- [WORK ITEM]
The lines from the start of the data through the line containing "if let Some(value)" are to be reproduced exactly, both ends included.

- [DATA SHOWN]
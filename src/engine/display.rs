//! Display rendering - resolved values as element text.
//!
//! Shared by passive display nodes and adjustable nodes (which differ only
//! in interaction, not in how a value becomes text). An indexed node renders
//! one sequence element; an unindexed node bound to a sequence renders a
//! comma-joined list. An absent variable leaves the element untouched.

use crate::doc::{class, Tree};
use crate::engine::node::BoundNode;
use crate::format::{sprintf, Arg};
use crate::model::{Model, Value};
use crate::types::NodeFlags;

pub(crate) fn draw(node: &mut BoundNode, model: &Model, tree: &mut Tree) {
    if !node.flags.contains(NodeFlags::DRAWN) {
        // Passive outputs get the outlet marker; adjustable ones shed it.
        if node.flags.contains(NodeFlags::ADJUSTABLE) {
            tree.remove_class(node.el, class::OUTLET);
        } else {
            tree.add_class(node.el, class::OUTLET);
        }
        node.flags.insert(NodeFlags::DRAWN);
    }

    if let Some(value) = model.get(&node.variable) {
        if let Some(text) = rendered_text(node, &value) {
            tree.set_text(node.el, &text);
        }
    }
}

pub(crate) fn update_style(node: &BoundNode, active: bool, tree: &mut Tree) {
    if active {
        tree.add_class(node.el, class::HOVERING);
    } else {
        tree.remove_class(node.el, class::HOVERING);
    }
}

/// Resolve the value through the node's index and format spec.
pub(crate) fn rendered_text(node: &BoundNode, value: &Value) -> Option<String> {
    let fmt_num = |n: f64| match &node.format {
        Some(spec) => sprintf(spec, Arg::Num(n)),
        None => format!("{n}"),
    };
    let fmt_str = |s: &str| match &node.format {
        Some(spec) => sprintf(spec, Arg::Str(s)),
        None => s.to_string(),
    };

    match value {
        Value::Number(n) => Some(fmt_num(*n)),
        Value::Text(s) => Some(fmt_str(s)),
        Value::Series(v) => match node.idx {
            Some(i) => v.get(i).map(|n| fmt_num(*n)),
            None => Some(
                v.iter()
                    .map(|n| format!("{n}"))
                    .collect::<Vec<_>>()
                    .join(", "),
            ),
        },
        Value::Labels(v) => match node.idx {
            Some(i) => v.get(i).map(|s| fmt_str(s)),
            None => Some(v.join(", ")),
        },
    }
}
//! Scalar-or-sequence numeric values with broadcasting arithmetic.
//!
//! Every formula evaluates over [`Vector`]: a plain number or an ordered
//! sequence of numbers. Binary operations combine index-wise up to the longer
//! operand, broadcasting a scalar to every index. When both operands are
//! sequences of unequal length, reads past the shorter one saturate to its
//! last element, so the result is always defined.
//!
//! Reductions (`max`, `min`, `sum`) fold a sequence down to a scalar. On a
//! scalar they degenerate: `max`/`min` are the identity, `sum` is the scalar
//! itself.

// =============================================================================
// Vector
// =============================================================================

/// A scalar or an ordered sequence of `f64`.
#[derive(Debug, Clone, PartialEq)]
pub enum Vector {
    Scalar(f64),
    Seq(Vec<f64>),
}

impl Vector {
    /// Sequence length; 0 for a scalar.
    pub fn size(&self) -> usize {
        match self {
            Vector::Scalar(_) => 0,
            Vector::Seq(v) => v.len(),
        }
    }

    /// Element read with broadcast semantics: a scalar yields itself at every
    /// index; a sequence saturates to its last element past the end. An empty
    /// sequence has no element to saturate to and reads NaN.
    fn item(&self, i: usize) -> f64 {
        match self {
            Vector::Scalar(v) => *v,
            Vector::Seq(v) => v.get(i).or_else(|| v.last()).copied().unwrap_or(f64::NAN),
        }
    }

    /// The single value of a scalar or single-element sequence, if any.
    pub fn as_scalar(&self) -> Option<f64> {
        match self {
            Vector::Scalar(v) => Some(*v),
            Vector::Seq(v) if v.len() == 1 => Some(v[0]),
            Vector::Seq(_) => None,
        }
    }

    /// Flatten to a plain `Vec`, splatting a scalar to a single element.
    pub fn into_seq(self) -> Vec<f64> {
        match self {
            Vector::Scalar(v) => vec![v],
            Vector::Seq(v) => v,
        }
    }

    fn broadcast(&self, rhs: &Vector, op: impl Fn(f64, f64) -> f64) -> Vector {
        let (ls, rs) = (self.size(), rhs.size());
        if ls == 0 && rs == 0 {
            return Vector::Scalar(op(self.item(0), rhs.item(0)));
        }
        let len = ls.max(rs);
        Vector::Seq((0..len).map(|i| op(self.item(i), rhs.item(i))).collect())
    }

    pub fn add(&self, rhs: &Vector) -> Vector {
        self.broadcast(rhs, |a, b| a + b)
    }

    pub fn sub(&self, rhs: &Vector) -> Vector {
        self.broadcast(rhs, |a, b| a - b)
    }

    pub fn mul(&self, rhs: &Vector) -> Vector {
        self.broadcast(rhs, |a, b| a * b)
    }

    pub fn div(&self, rhs: &Vector) -> Vector {
        self.broadcast(rhs, |a, b| a / b)
    }

    /// Largest element; identity on a scalar, NaN on an empty sequence.
    pub fn max(&self) -> Vector {
        match self {
            Vector::Scalar(v) => Vector::Scalar(*v),
            Vector::Seq(v) => {
                Vector::Scalar(v.iter().copied().fold(f64::NAN, |acc, x| {
                    if acc.is_nan() || x > acc { x } else { acc }
                }))
            }
        }
    }

    /// Smallest element; identity on a scalar, NaN on an empty sequence.
    pub fn min(&self) -> Vector {
        match self {
            Vector::Scalar(v) => Vector::Scalar(*v),
            Vector::Seq(v) => {
                Vector::Scalar(v.iter().copied().fold(f64::NAN, |acc, x| {
                    if acc.is_nan() || x < acc { x } else { acc }
                }))
            }
        }
    }

    /// Sum of all elements; a scalar sums to itself, an empty sequence to 0.
    pub fn sum(&self) -> Vector {
        match self {
            Vector::Scalar(v) => Vector::Scalar(*v),
            Vector::Seq(v) => Vector::Scalar(v.iter().sum()),
        }
    }
}

impl From<f64> for Vector {
    fn from(v: f64) -> Self {
        Vector::Scalar(v)
    }
}

impl From<Vec<f64>> for Vector {
    fn from(v: Vec<f64>) -> Self {
        Vector::Seq(v)
    }
}

#[cfg(test)]
mod tests {
    use super::*;
    use proptest::prelude::*;

    #[test]
    fn test_size() {
        assert_eq!(Vector::Scalar(3.0).size(), 0);
        assert_eq!(Vector::Seq(vec![]).size(), 0);
        assert_eq!(Vector::Seq(vec![1.0, 2.0]).size(), 2);
    }

    #[test]
    fn test_scalar_broadcast() {
        let seq = Vector::Seq(vec![1.0, 2.0, 3.0]);
        let s = Vector::Scalar(2.0);

        assert_eq!(seq.mul(&s), Vector::Seq(vec![2.0, 4.0, 6.0]));
        assert_eq!(s.mul(&seq), Vector::Seq(vec![2.0, 4.0, 6.0]));
        assert_eq!(seq.div(&s), Vector::Seq(vec![0.5, 1.0, 1.5]));
        assert_eq!(s.div(&seq), Vector::Seq(vec![2.0, 1.0, 2.0 / 3.0]));
    }

    #[test]
    fn test_scalar_scalar() {
        assert_eq!(Vector::Scalar(6.0).div(&Vector::Scalar(3.0)), Vector::Scalar(2.0));
        assert_eq!(Vector::Scalar(6.0).mul(&Vector::Scalar(3.0)), Vector::Scalar(18.0));
    }

    #[test]
    fn test_ragged_saturates_to_last() {
        let long = Vector::Seq(vec![10.0, 20.0, 30.0, 40.0]);
        let short = Vector::Seq(vec![1.0, 2.0]);

        // Indices past the shorter sequence keep reading its last element.
        assert_eq!(long.mul(&short), Vector::Seq(vec![10.0, 40.0, 60.0, 80.0]));
        assert_eq!(short.mul(&long), Vector::Seq(vec![10.0, 40.0, 60.0, 80.0]));
    }

    #[test]
    fn test_ragged_empty_reads_nan() {
        let seq = Vector::Seq(vec![1.0, 2.0]);
        let empty = Vector::Seq(vec![]);

        let out = seq.mul(&empty);
        assert_eq!(out.size(), 2);
        if let Vector::Seq(v) = out {
            assert!(v.iter().all(|x| x.is_nan()));
        } else {
            panic!("expected sequence");
        }
    }

    #[test]
    fn test_reductions() {
        let seq = Vector::Seq(vec![3.0, 9.0, 1.0]);
        assert_eq!(seq.max(), Vector::Scalar(9.0));
        assert_eq!(seq.min(), Vector::Scalar(1.0));
        assert_eq!(seq.sum(), Vector::Scalar(13.0));
    }

    #[test]
    fn test_reduction_degenerate_on_scalar() {
        let s = Vector::Scalar(7.0);
        assert_eq!(s.max(), Vector::Scalar(7.0));
        assert_eq!(s.min(), Vector::Scalar(7.0));
        assert_eq!(s.sum(), Vector::Scalar(7.0));
    }

    #[test]
    fn test_singleton_reductions() {
        let v = Vector::Seq(vec![5.0]);
        assert_eq!(v.max(), Vector::Scalar(5.0));
        assert_eq!(v.min(), Vector::Scalar(5.0));
    }

    #[test]
    fn test_empty_sum_is_zero() {
        assert_eq!(Vector::Seq(vec![]).sum(), Vector::Scalar(0.0));
    }

    #[test]
    fn test_empty_max_is_nan() {
        match Vector::Seq(vec![]).max() {
            Vector::Scalar(v) => assert!(v.is_nan()),
            _ => panic!("expected scalar"),
        }
    }

    #[test]
    fn test_as_scalar() {
        assert_eq!(Vector::Scalar(2.0).as_scalar(), Some(2.0));
        assert_eq!(Vector::Seq(vec![4.0]).as_scalar(), Some(4.0));
        assert_eq!(Vector::Seq(vec![1.0, 2.0]).as_scalar(), None);
    }

    fn equal_len_pairs() -> impl Strategy<Value = (Vec<f64>, Vec<f64>)> {
        (1usize..24).prop_flat_map(|n| {
            (
                prop::collection::vec(-1e6f64..1e6, n..=n),
                prop::collection::vec(1e-3f64..1e6, n..=n),
            )
        })
    }

    proptest! {
        #[test]
        fn prop_mul_is_elementwise((a, b) in equal_len_pairs()) {
            let out = Vector::Seq(a.clone()).mul(&Vector::Seq(b.clone()));
            let Vector::Seq(out) = out else { panic!("expected sequence") };
            for i in 0..a.len() {
                prop_assert_eq!(out[i], a[i] * b[i]);
            }
        }

        #[test]
        fn prop_div_is_elementwise((a, b) in equal_len_pairs()) {
            let out = Vector::Seq(a.clone()).div(&Vector::Seq(b.clone()));
            let Vector::Seq(out) = out else { panic!("expected sequence") };
            for i in 0..a.len() {
                prop_assert_eq!(out[i], a[i] / b[i]);
            }
        }

        #[test]
        fn prop_scalar_broadcast_mul(a in prop::collection::vec(-1e6f64..1e6, 1..24), s in -1e3f64..1e3) {
            let out = Vector::Seq(a.clone()).mul(&Vector::Scalar(s));
            let Vector::Seq(out) = out else { panic!("expected sequence") };
            for i in 0..a.len() {
                prop_assert_eq!(out[i], a[i] * s);
            }
        }

        #[test]
        fn prop_sum_matches_fold(a in prop::collection::vec(-1e3f64..1e3, 0..24)) {
            let expected: f64 = a.iter().sum();
            prop_assert_eq!(Vector::Seq(a).sum(), Vector::Scalar(expected));
        }
    }
}
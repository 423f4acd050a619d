//! Formula evaluator - interprets the AST over vector semantics.
//!
//! Variable identifiers resolve through a [`Resolver`], which is how the data
//! model plugs in. The resolver carries the trail of formula variables
//! currently being evaluated so that self-referential definitions surface as
//! [`FormulaError::Cycle`] instead of unbounded recursion.

use super::parser::{Expr, Op, Reduction};
use super::FormulaError;
use crate::vector::Vector;

/// Variable lookup seam between the evaluator and the data model.
pub trait Resolver {
    /// Resolve a variable name to a numeric vector.
    ///
    /// `trail` lists the formula variables currently being evaluated further
    /// up the stack; implementations evaluating nested formulae must push the
    /// variable name around the nested evaluation and fail with
    /// [`FormulaError::Cycle`] on re-entry.
    fn resolve(&self, name: &str, trail: &mut Vec<String>) -> Result<Vector, FormulaError>;
}

/// Evaluate an expression to a vector value.
pub fn eval(
    expr: &Expr,
    vars: &dyn Resolver,
    trail: &mut Vec<String>,
) -> Result<Vector, FormulaError> {
    match expr {
        Expr::Number(n) => Ok(Vector::Scalar(*n)),
        Expr::Ident(name) => vars.resolve(name, trail),
        Expr::Reduce { func, arg } => {
            let value = eval(arg, vars, trail)?;
            Ok(match func {
                Reduction::Max => value.max(),
                Reduction::Min => value.min(),
                Reduction::Sum => value.sum(),
            })
        }
        Expr::Binary { op, left, right } => {
            let lhs = eval(left, vars, trail)?;
            let rhs = eval(right, vars, trail)?;
            Ok(match op {
                Op::Add => lhs.add(&rhs),
                Op::Sub => lhs.sub(&rhs),
                Op::Mul => lhs.mul(&rhs),
                Op::Div => lhs.div(&rhs),
            })
        }
    }
}
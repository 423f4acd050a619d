//! Document tree - the presentational structure the engine binds against.
//!
//! A lightweight element arena standing in for whatever surface ultimately
//! displays the document. Elements carry a tag, attributes, classes, direct
//! text content, and a layout rect written by the embedder. The engine scans
//! this tree for binding attributes, then renders by mutating text, classes,
//! and child structure; the embedder reads the mutated tree back out.
//!
//! Indices are reused through a free pool, so a plot clearing its bars on
//! every redraw does not grow the arena without bound.

use crate::types::Rect;

/// Index of an element in the tree arena.
pub type NodeId = usize;

// =============================================================================
// Attribute schema
// =============================================================================

/// Prefix every binding attribute carries.
pub const DATA_PREFIX: &str = "data-";

/// Recognized `data-` attribute suffixes.
pub mod attr {
    /// Variable a bound output reads.
    pub const ID: &str = "id";
    /// Index into a sequence variable.
    pub const IDX: &str = "idx";
    /// Printf-style format spec.
    pub const FORMAT: &str = "format";
    /// Named token placeholder.
    pub const NAME: &str = "name";
    /// Element role; `select` marks an option group.
    pub const ROLE: &str = "role";
    /// Plot spec: `x_variable,series1|series2|...`.
    pub const PLOT: &str = "plot";
    /// Axis caption override for plots.
    pub const YLABEL: &str = "ylabel";
    pub const MIN: &str = "min";
    pub const MAX: &str = "max";
    pub const STEP: &str = "step";
}

/// Class markers: some are authored in the document, some stamped by the
/// engine.
pub mod class {
    /// Authored: this bound output is drag-adjustable.
    pub const ADJUSTABLE: &str = "adjustable";
    /// Authored: the initially selected option of an option group.
    pub const SELECTED: &str = "selected";
    /// Stamped on passive bound outputs.
    pub const OUTLET: &str = "outlet";
    /// Stamped on named token placeholders.
    pub const TOKEN: &str = "token";
    /// Toggled while the pointer highlights an element.
    pub const HOVERING: &str = "hovering";
    /// Toggled on the node that owns the active drag.
    pub const DRAGGING: &str = "dragging";
    /// Stamped on generated plot bars.
    pub const BAR: &str = "bar";
    /// Stamped on generated category captions.
    pub const CAPTION: &str = "caption";
    /// Stamped on the generated (rotated) axis label.
    pub const AXIS_LABEL: &str = "axis-label";
    /// Toggled on the tree root while a horizontal drag is available.
    pub const DRAG_CURSOR: &str = "drag-cursor-h";
}

// =============================================================================
// Element
// =============================================================================

#[derive(Debug, Clone, Default)]
struct Element {
    tag: String,
    attrs: Vec<(String, String)>,
    classes: Vec<String>,
    text: String,
    children: Vec<NodeId>,
    parent: Option<NodeId>,
    rect: Rect,
    alive: bool,
}

// =============================================================================
// Tree
// =============================================================================

/// Element arena with a fixed root.
#[derive(Debug)]
pub struct Tree {
    nodes: Vec<Element>,
    free: Vec<NodeId>,
}

impl Default for Tree {
    fn default() -> Self {
        Self::new()
    }
}

impl Tree {
    /// Create a tree holding only the root element.
    pub fn new() -> Self {
        let root = Element {
            tag: "root".to_string(),
            alive: true,
            ..Element::default()
        };
        Self { nodes: vec![root], free: Vec::new() }
    }

    pub fn root(&self) -> NodeId {
        0
    }

    /// Create a detached element; attach it with [`Tree::append_child`].
    pub fn create_element(&mut self, tag: &str) -> NodeId {
        let el = Element {
            tag: tag.to_string(),
            alive: true,
            ..Element::default()
        };
        if let Some(id) = self.free.pop() {
            self.nodes[id] = el;
            id
        } else {
            self.nodes.push(el);
            self.nodes.len() - 1
        }
    }

    pub fn append_child(&mut self, parent: NodeId, child: NodeId) {
        debug_assert!(self.nodes[child].parent.is_none(), "element already attached");
        self.nodes[child].parent = Some(parent);
        self.nodes[parent].children.push(child);
    }

    /// Detach and free an element and its whole subtree.
    pub fn release(&mut self, id: NodeId) {
        if let Some(parent) = self.nodes[id].parent {
            self.nodes[parent].children.retain(|&c| c != id);
        }
        self.release_subtree(id);
    }

    /// Detach and free every child of an element, keeping the element itself.
    pub fn clear_children(&mut self, id: NodeId) {
        let children = std::mem::take(&mut self.nodes[id].children);
        for child in children {
            self.release_subtree(child);
        }
    }

    fn release_subtree(&mut self, id: NodeId) {
        let children = std::mem::take(&mut self.nodes[id].children);
        for child in children {
            self.release_subtree(child);
        }
        self.nodes[id] = Element::default();
        self.free.push(id);
    }

    // -------------------------------------------------------------------------
    // Structure queries
    // -------------------------------------------------------------------------

    pub fn tag(&self, id: NodeId) -> &str {
        &self.nodes[id].tag
    }

    pub fn parent(&self, id: NodeId) -> Option<NodeId> {
        self.nodes[id].parent
    }

    pub fn children(&self, id: NodeId) -> &[NodeId] {
        &self.nodes[id].children
    }

    /// Children filtered by tag, in document order.
    pub fn children_by_tag(&self, id: NodeId, tag: &str) -> Vec<NodeId> {
        self.nodes[id]
            .children
            .iter()
            .copied()
            .filter(|&c| self.nodes[c].tag == tag)
            .collect()
    }

    /// Nearest ancestor with the given tag.
    pub fn ancestor_by_tag(&self, id: NodeId, tag: &str) -> Option<NodeId> {
        let mut cur = self.nodes[id].parent;
        while let Some(el) = cur {
            if self.nodes[el].tag == tag {
                return Some(el);
            }
            cur = self.nodes[el].parent;
        }
        None
    }

    /// Position of an element among its parent's children.
    pub fn element_index(&self, id: NodeId) -> usize {
        match self.nodes[id].parent {
            Some(parent) => self.nodes[parent]
                .children
                .iter()
                .position(|&c| c == id)
                .unwrap_or(0),
            None => 0,
        }
    }

    /// Every element under `root` in document order, excluding `root` itself.
    ///
    /// The returned list is a snapshot: callers may mutate the tree while
    /// walking it without perturbing the iteration.
    pub fn descendants(&self, root: NodeId) -> Vec<NodeId> {
        let mut out = Vec::new();
        let mut stack: Vec<NodeId> = self.nodes[root].children.iter().rev().copied().collect();
        while let Some(id) = stack.pop() {
            out.push(id);
            stack.extend(self.nodes[id].children.iter().rev().copied());
        }
        out
    }

    // -------------------------------------------------------------------------
    // Attributes
    // -------------------------------------------------------------------------

    pub fn attr(&self, id: NodeId, name: &str) -> Option<&str> {
        self.nodes[id]
            .attrs
            .iter()
            .find(|(k, _)| k == name)
            .map(|(_, v)| v.as_str())
    }

    pub fn set_attr(&mut self, id: NodeId, name: &str, value: &str) {
        let attrs = &mut self.nodes[id].attrs;
        if let Some(entry) = attrs.iter_mut().find(|(k, _)| k == name) {
            entry.1 = value.to_string();
        } else {
            attrs.push((name.to_string(), value.to_string()));
        }
    }

    /// Binding attribute shorthand: `data(id, "idx")` reads `data-idx`.
    pub fn data(&self, id: NodeId, suffix: &str) -> Option<&str> {
        self.attr(id, &format!("{DATA_PREFIX}{suffix}"))
    }

    /// Binding attribute shorthand: `set_data(id, "id", "unit_cost")` writes
    /// `data-id="unit_cost"`.
    pub fn set_data(&mut self, id: NodeId, suffix: &str, value: &str) {
        self.set_attr(id, &format!("{DATA_PREFIX}{suffix}"), value);
    }

    /// All binding attributes of an element, prefix stripped, in authored
    /// order. Empty for elements with no `data-` attributes.
    pub fn data_options(&self, id: NodeId) -> Vec<(String, String)> {
        self.nodes[id]
            .attrs
            .iter()
            .filter_map(|(k, v)| {
                k.strip_prefix(DATA_PREFIX)
                    .map(|suffix| (suffix.to_string(), v.clone()))
            })
            .collect()
    }

    // -------------------------------------------------------------------------
    // Classes
    // -------------------------------------------------------------------------

    pub fn has_class(&self, id: NodeId, class: &str) -> bool {
        self.nodes[id].classes.iter().any(|c| c == class)
    }

    pub fn add_class(&mut self, id: NodeId, class: &str) {
        if !self.has_class(id, class) {
            self.nodes[id].classes.push(class.to_string());
        }
    }

    pub fn remove_class(&mut self, id: NodeId, class: &str) {
        self.nodes[id].classes.retain(|c| c != class);
    }

    // -------------------------------------------------------------------------
    // Content and geometry
    // -------------------------------------------------------------------------

    pub fn text(&self, id: NodeId) -> &str {
        &self.nodes[id].text
    }

    pub fn set_text(&mut self, id: NodeId, text: &str) {
        self.nodes[id].text = text.to_string();
    }

    pub fn rect(&self, id: NodeId) -> Rect {
        self.nodes[id].rect
    }

    pub fn set_rect(&mut self, id: NodeId, rect: Rect) {
        self.nodes[id].rect = rect;
    }

    /// True when the id refers to a live element.
    pub fn is_alive(&self, id: NodeId) -> bool {
        self.nodes.get(id).is_some_and(|el| el.alive)
    }
}

#[cfg(test)]
mod tests {
    use super::*;

    fn sample() -> (Tree, NodeId, NodeId, NodeId) {
        let mut t = Tree::new();
        let table = t.create_element("table");
        let tbody = t.create_element("tbody");
        let row = t.create_element("tr");
        t.append_child(t.root(), table);
        t.append_child(table, tbody);
        t.append_child(tbody, row);
        (t, table, tbody, row)
    }

    #[test]
    fn test_structure_queries() {
        let (t, table, tbody, row) = sample();

        assert_eq!(t.parent(row), Some(tbody));
        assert_eq!(t.children(table), &[tbody]);
        assert_eq!(t.children_by_tag(table, "tbody"), vec![tbody]);
        assert_eq!(t.children_by_tag(table, "thead"), Vec::<NodeId>::new());
        assert_eq!(t.ancestor_by_tag(row, "table"), Some(table));
        assert_eq!(t.ancestor_by_tag(table, "table"), None);
    }

    #[test]
    fn test_element_index() {
        let mut t = Tree::new();
        let row = t.create_element("tr");
        t.append_child(t.root(), row);
        let a = t.create_element("var");
        let b = t.create_element("var");
        t.append_child(row, a);
        t.append_child(row, b);

        assert_eq!(t.element_index(a), 0);
        assert_eq!(t.element_index(b), 1);
    }

    #[test]
    fn test_descendants_document_order() {
        let (t, table, tbody, row) = sample();
        assert_eq!(t.descendants(t.root()), vec![table, tbody, row]);
        assert_eq!(t.descendants(table), vec![tbody, row]);
    }

    #[test]
    fn test_attrs_and_data() {
        let (mut t, table, ..) = sample();
        t.set_attr(table, "data-id", "unit_cost");
        t.set_attr(table, "data-idx", "2");
        t.set_attr(table, "lang", "en");

        assert_eq!(t.data(table, attr::ID), Some("unit_cost"));
        assert_eq!(t.data(table, attr::IDX), Some("2"));
        assert_eq!(t.data(table, "missing"), None);

        let options = t.data_options(table);
        assert_eq!(
            options,
            vec![
                ("id".to_string(), "unit_cost".to_string()),
                ("idx".to_string(), "2".to_string()),
            ]
        );

        t.set_attr(table, "data-idx", "3");
        assert_eq!(t.data(table, attr::IDX), Some("3"));
    }

    #[test]
    fn test_classes() {
        let (mut t, table, ..) = sample();
        assert!(!t.has_class(table, class::HOVERING));

        t.add_class(table, class::HOVERING);
        t.add_class(table, class::HOVERING);
        assert!(t.has_class(table, class::HOVERING));

        t.remove_class(table, class::HOVERING);
        assert!(!t.has_class(table, class::HOVERING));
    }

    #[test]
    fn test_release_recycles_indices() {
        let (mut t, _, tbody, row) = sample();
        let cell = t.create_element("td");
        t.append_child(row, cell);

        t.clear_children(tbody);
        assert!(t.children(tbody).is_empty());
        assert!(!t.is_alive(row));
        assert!(!t.is_alive(cell));

        // Freed ids are reused.
        let a = t.create_element("div");
        let b = t.create_element("div");
        assert!(a == row || a == cell);
        assert!(b == row || b == cell);
    }
}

- [RESULT OF THIS TASK]
filename src/engine/display.rs
//! Display rendering - resolved values as element text.
//!
//! Shared by passive display nodes and adjustable nodes (which differ only
//! in interaction, not in how a value becomes text). An indexed node renders
//! one sequence element; an unindexed node bound to a sequence renders a
//! comma-joined list. An absent variable leaves the element untouched.

use crate::doc::{class, Tree};
use crate::engine::node::BoundNode;
use crate::format::{sprintf, Arg};
use crate::model::{Model, Value};
use crate::types::NodeFlags;

pub(crate) fn draw(node: &mut BoundNode, model: &Model, tree: &mut Tree) {
    if !node.flags.contains(NodeFlags::DRAWN) {
        // Passive outputs get the outlet marker; adjustable ones shed it.
        if node.flags.contains(NodeFlags::ADJUSTABLE) {
            tree.remove_class(node.el, class::OUTLET);
        } else {
            tree.add_class(node.el, class::OUTLET);
        }
        node.flags.insert(NodeFlags::DRAWN);
    }

    if let Some(value) = model.get(&node.variable) {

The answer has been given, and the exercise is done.